Inside the custom Java fault handler, we can also use a switch that acts on the return value to chain another Action

<javaaction classname="com.beatech.faultapp.CustomFaultHandler" defaultaction="ora-rethrow">
<returnValue ref="ora-rethrow" value="Rethrow"/>
<returnvalue ref="ora-terminate" value="Abort"/>
<returnvalue ref="ora-retry" value="Retry"/>
<returnvalue ref="ora-human-intervention" value="Manual"/>
</javaaction>

fault-bindings.xml

<faultPolicyBindings version="2.0.1" xmlns="http://schemas.oracle.com/bpel/faultpolicy">
<composite faultPolicy="CompositeFaultPolicy"/>
</faultPolicyBindings
Finally we have to add two properties in the composite.xml to let the composite know about them
<property name=”oracle.composite.faultPolicyFile”>fault-policies.xml></property>
< property name=”oracle.composite.faultBindingFile”>fault-bindings.xml></property>

we can refer to these files even from the MDS.
<property name=”oracle.composite.faultPolicyFile”>oramds://apps/policy/fault-policies.xml></property>
< property name=”oracle.composite.faultBindingFile”>oramds://apps/policy/fault-bindings.xml></property>

 To configure Fault Policy Document in jdev12c

SOA Tier -> Faults -> Fault Policy Document 

Go to composite.xml file and click on edit composite Fault policies option

Once you click on OK a fault-bindings.xml is automatically generated according the selection you have made in the previous window. It would be created in you project as fault-bindings.xml.  

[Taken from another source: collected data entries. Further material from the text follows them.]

use serde::{Deserialize, Serialize};

/// Default expansion alphabet: digits then lowercase ASCII letters
pub const DEFAULT_EXPANSION_ALPHABET: &str = "0123456789abcdefghijklmnopqrstuvwxyz";

/// Main configuration structure for Catalog-Sweep
#[derive(Debug, Clone, Deserialize)]
pub struct Config {
    pub crawl: CrawlConfig,
    #[serde(default)]
    pub lookup: LookupConfig,
    pub api: ApiConfig,
    #[serde(default)]
    pub output: OutputConfig,
}

/// What the orchestrator does when a query node's fetch fails
#[derive(Debug, Clone, Copy, PartialEq, Eq, Default, Deserialize, Serialize)]
#[serde(rename_all = "lowercase")]
pub enum FailurePolicy {
    /// Abort the whole crawl with the transport error
    #[default]
    Abort,
    /// Record the node as failed and keep going with its siblings
    Continue,
}

/// Crawl engine configuration
#[derive(Debug, Clone, Deserialize)]
pub struct CrawlConfig {
    /// Queries the frontier is seeded with (depth 0)
    pub seeds: Vec<String>,

    /// Store/location context passed with every search call
    #[serde(rename = "location-id")]
    pub location_id: String,

    /// Entities requested per page (`L`)
    #[serde(rename = "page-size")]
    pub page_size: u32,

    /// First-page entity count at which a query counts as broad (`T`, at most `L`)
    #[serde(rename = "expansion-threshold")]
    pub expansion_threshold: u32,

    /// Deepest level a child query may be created at
    #[serde(rename = "max-depth")]
    pub max_depth: u32,

    /// Page cap per query
    #[serde(rename = "max-pages", default = "default_max_pages")]
    pub max_pages: u32,

    /// Queries shorter than this are expanded without being searched
    #[serde(rename = "min-term-length", default = "default_min_term_length")]
    pub min_term_length: usize,

    /// Symbols appended to a broad query to form its children
    #[serde(rename = "expansion-alphabet", default = "default_expansion_alphabet")]
    pub expansion_alphabet: String,

    /// Optional cap on the total number of query nodes ever created
    #[serde(rename = "max-nodes", default)]
    pub max_nodes: Option<usize>,

    #[serde(rename = "on-node-failure", default)]
    pub on_node_failure: FailurePolicy,
}

impl CrawlConfig {
    /// Creates a crawl configuration with default page cap, term length and alphabet
    pub fn new(
        seeds: Vec<String>,
        location_id: impl Into<String>,
        page_size: u32,
        expansion_threshold: u32,
        max_depth: u32,
    ) -> Self {
        Self {
            seeds,
            location_id: location_id.into(),
            page_size,
            expansion_threshold,
            max_depth,
            max_pages: default_max_pages(),
            min_term_length: default_min_term_length(),
            expansion_alphabet: default_expansion_alphabet(),
            max_nodes: None,
            on_node_failure: FailurePolicy::default(),
        }
    }

    pub fn with_max_pages(mut self, max_pages: u32) -> Self {
        self.max_pages = max_pages;
        self
    }

    pub fn with_min_term_length(mut self, min_term_length: usize) -> Self {
        self.min_term_length = min_term_length;
        self
    }

    pub fn with_alphabet(mut self, alphabet: impl Into<String>) -> Self {
        self.expansion_alphabet = alphabet.into();
        self
    }

    pub fn with_max_nodes(mut self, max_nodes: usize) -> Self {
        self.max_nodes = Some(max_nodes);
        self
    }

    pub fn with_failure_policy(mut self, policy: FailurePolicy) -> Self {
        self.on_node_failure = policy;
        self
    }

    /// Returns the expansion alphabet as individual symbols
    pub fn alphabet(&self) -> Vec<char> {
        self.expansion_alphabet.chars().collect()
    }

    /// Worst-case number of nodes the crawl can create
    ///
    /// Each seed roots a tree of branching factor `A` (alphabet size) and
    /// height `max_depth`, so the bound is `seeds * sum(A^d for d in 0..=max_depth)`.
    /// Saturates instead of overflowing.
    pub fn worst_case_nodes(&self) -> u64 {
        let branching = self.expansion_alphabet.chars().count() as u64;
        let mut per_seed: u64 = 0;
        let mut level: u64 = 1;
        for _ in 0..=self.max_depth {
            per_seed = per_seed.saturating_add(level);
            level = level.saturating_mul(branching);
        }
        per_seed.saturating_mul(self.seeds.len() as u64)
    }
}

/// Bounded lookup pool configuration
#[derive(Debug, Clone, Deserialize)]
pub struct LookupConfig {
    /// Requested number of workers
    #[serde(default = "default_lookup_concurrency")]
    pub concurrency: usize,

    /// Hard upper bound on workers
    #[serde(rename = "max-concurrency", default = "default_lookup_max_concurrency")]
    pub max_concurrency: usize,

    /// Records requested per lookup call
    #[serde(rename = "page-size", default = "default_lookup_page_size")]
    pub page_size: u32,

    /// CSS selector for elements carrying an identifier in an HTML listing
    #[serde(rename = "id-selector", default = "default_id_selector")]
    pub id_selector: String,

    /// Attribute holding the identifier on matched elements
    #[serde(rename = "id-attribute", default = "default_id_attribute")]
    pub id_attribute: String,
}

impl Default for LookupConfig {
    fn default() -> Self {
        Self {
            concurrency: default_lookup_concurrency(),
            max_concurrency: default_lookup_max_concurrency(),
            page_size: default_lookup_page_size(),
            id_selector: default_id_selector(),
            id_attribute: default_id_attribute(),
        }
    }
}

/// External search API configuration
#[derive(Debug, Clone, Deserialize)]
pub struct ApiConfig {
    /// Base URL of the search API
    #[serde(rename = "base-url")]
    pub base_url: String,

    /// Path of the product search endpoint
    #[serde(rename = "search-path", default = "default_search_path")]
    pub search_path: String,

    /// Per-request timeout (seconds)
    #[serde(rename = "timeout-secs", default = "default_timeout_secs")]
    pub timeout_secs: u64,

    /// Retries for 429/5xx/timeouts, on top of the first attempt
    #[serde(rename = "max-retries", default = "default_max_retries")]
    pub max_retries: u32,

    /// Delay between retries (milliseconds)
    #[serde(rename = "retry-delay-ms", default = "default_retry_delay_ms")]
    pub retry_delay_ms: u64,

    /// Environment variable holding a bearer token, if the API needs one
    #[serde(rename = "token-env", default)]
    pub token_env: Option<String>,
}

impl ApiConfig {
    pub fn new(base_url: impl Into<String>) -> Self {
        Self {
            base_url: base_url.into(),
            search_path: default_search_path(),
            timeout_secs: default_timeout_secs(),
            max_retries: default_max_retries(),
            retry_delay_ms: default_retry_delay_ms(),
            token_env: None,
        }
    }
}

/// Output configuration
#[derive(Debug, Clone, Deserialize)]
pub struct OutputConfig {
    /// Path of the JSON crawl report
    #[serde(rename = "report-path", default = "default_report_path")]
    pub report_path: String,
}

impl Default for OutputConfig {
    fn default() -> Self {
        Self {
            report_path: default_report_path(),
        }
    }
}

fn default_max_pages() -> u32 {
    5
}

fn default_min_term_length() -> usize {
    3
}

fn default_expansion_alphabet() -> String {
    DEFAULT_EXPANSION_ALPHABET.to_string()
}

fn default_lookup_concurrency() -> usize {
    8
}

fn default_lookup_max_concurrency() -> usize {
    32
}

fn default_lookup_page_size() -> u32 {
    5
}

fn default_id_selector() -> String {
    "[data-product-id]".to_string()
}

fn default_id_attribute() -> String {
    "data-product-id".to_string()
}

fn default_search_path() -> String {
    "/v1/products".to_string()
}

fn default_timeout_secs() -> u64 {
    30
}

fn default_max_retries() -> u32 {
    2
}

fn default_retry_delay_ms() -> u64 {
    500
}

fn default_report_path() -> String {
    "./crawl-report.json".to_string()
}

A set of conditions invokes an action (known as fault policy).


Q) Which static routing rule support fault policy?
Parallel rules only.

Fatal
fatal run-time errors generated by the server because of wsdl, xsd and other internal errors.

Synchronous faults are defined in the WSDL operation.
Asynchronous faults are not defined in the WSDL and can be returned by using callback operations.


1 <Action id="ora-retry">
   <Retry>
      <retryCount>3</retryCount>
      <retryInterval>2</retryInterval>
      <exponentialBackoff/>
      <retryFailureAction ref="ora-java"/>
      <retrySuccessAction ref="ora-java"/>
   </Retry>
</Action>

Retry a specified number of times.
Provide a delay between retries (in seconds).
Increase the interval with an exponential back-off.
Chain to a retry failure action if retry N times fails.
Chain to a retry success action if a retry is successful.

Note: Exponential back off indicates the next retry attempt is scheduled at 2 x the delay,
where the delay is the current retry interval.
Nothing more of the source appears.